» **TASK OBJECTIVE**
Here are some records. Transcribe all of them exactly.
───
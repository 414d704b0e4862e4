//! Weather summary endpoint

use axum::{
    Json, Router,
    extract::State,
    http::StatusCode,
    response::{IntoResponse, Response},
    routing::get,
};

use crate::routes::error_response;
use crate::state::AppState;

pub fn router() -> Router<AppState> {
    Router::new().route("/api/weather", get(weather))
}

/// GET /api/weather - Fetch and summarize the forecast
///
/// Any upstream failure becomes a bare 500 `{"error": "Failed"}`; the cause
/// is only logged.
async fn weather(State(state): State<AppState>) -> Response {
    match state.forecast.fetch_forecast().await {
        Some(summary) => Json(summary).into_response(),
        None => error_response(StatusCode::INTERNAL_SERVER_ERROR, "Failed"),
    }
}
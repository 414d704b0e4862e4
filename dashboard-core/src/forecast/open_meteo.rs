//! Wire types for the Open-Meteo forecast response.
//!
//! Only the fields the summary reads are decoded. Every field is defaulted so
//! a reply missing `current`, `hourly`, or a single series still decodes.

use serde::Deserialize;
use serde_json::Number;

pub const CURRENT_FIELDS: &str = "temperature_2m,apparent_temperature,precipitation,weather_code";
pub const HOURLY_FIELDS: &str =
    "temperature_2m,apparent_temperature,precipitation_probability,weather_code";

#[derive(Debug, Clone, Default, Deserialize)]
pub struct ForecastResponse {
    #[serde(default)]
    pub current: CurrentConditions,
    #[serde(default)]
    pub hourly: HourlySeries,
}

#[derive(Debug, Clone, Default, Deserialize)]
pub struct CurrentConditions {
    #[serde(default)]
    pub temperature_2m: Option<f64>,
    #[serde(default)]
    pub apparent_temperature: Option<f64>,
    /// Precipitation amount over the preceding interval, in mm.
    #[serde(default)]
    pub precipitation: Option<f64>,
    #[serde(default)]
    pub weather_code: Option<i32>,
}

/// Parallel hourly sequences; index `i` of every field is the same hour.
#[derive(Debug, Clone, Default, Deserialize)]
pub struct HourlySeries {
    /// ISO 8601 local times, e.g. `2024-05-01T14:00`.
    #[serde(default)]
    pub time: Vec<String>,
    /// Kept as the provider's numbers so they pass through unchanged.
    #[serde(default)]
    pub apparent_temperature: Vec<Number>,
    #[serde(default)]
    pub precipitation_probability: Vec<Number>,
}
───
» **ANSWER TO THIS EXERCISE**
repository 414d704b0e4862e4
//! Weather summary endpoint

use axum::{
    Json, Router,
    extract::State,
    http::StatusCode,
    response::{IntoResponse, Response},
    routing::get,
};

use crate::routes::error_response;
use crate::state::AppState;

pub fn router() -> Router<AppState> {
    Router::new().route("/api/weather", get(weather))
}

/// GET /api/weather - Fetch and summarize the forecast
///
/// Any upstream failure becomes a bare 500 `{"error": "Failed"}`; the cause
/// is only logged.
async fn weather(State(state): State<AppState>) -> Response {
    match state.forecast.fetch_forecast().await {
        Some(summary) => Json(summary).into_response(),
        None => error_response(StatusCode::INTERNAL_SERVER_ERROR, "Failed"),
    }
}
repository 414d704b0e4862e4
filename dashboard-core/src/forecast/open_meteo.rs
//! Wire types for the Open-Meteo forecast response.
//!
//! Only the fields the summary reads are decoded. Every field is defaulted so
//! a reply missing `current`, `hourly`, or a single series still decodes.

use serde::Deserialize;
use serde_json::Number;

pub const CURRENT_FIELDS: &str = "temperature_2m,apparent_temperature,precipitation,weather_code";
pub const HOURLY_FIELDS: &str =
    "temperature_2m,apparent_temperature,precipitation_probability,weather_code";

#[derive(Debug, Clone, Default, Deserialize)]
pub struct ForecastResponse {
    #[serde(default)]
    pub current: CurrentConditions,
    #[serde(default)]
    pub hourly: HourlySeries,
}

#[derive(Debug, Clone, Default, Deserialize)]
pub struct CurrentConditions {
    #[serde(default)]
    pub temperature_2m: Option<f64>,
    #[serde(default)]
    pub apparent_temperature: Option<f64>,
    /// Precipitation amount over the preceding interval, in mm.
    #[serde(default)]
    pub precipitation: Option<f64>,
    #[serde(default)]
    pub weather_code: Option<i32>,
}

/// Parallel hourly sequences; index `i` of every field is the same hour.
#[derive(Debug, Clone, Default, Deserialize)]
pub struct HourlySeries {
    /// ISO 8601 local times, e.g. `2024-05-01T14:00`.
    #[serde(default)]
    pub time: Vec<String>,
    /// Kept as the provider's numbers so they pass through unchanged.
    #[serde(default)]
    pub apparent_temperature: Vec<Number>,
    #[serde(default)]
    pub precipitation_probability: Vec<Number>,
}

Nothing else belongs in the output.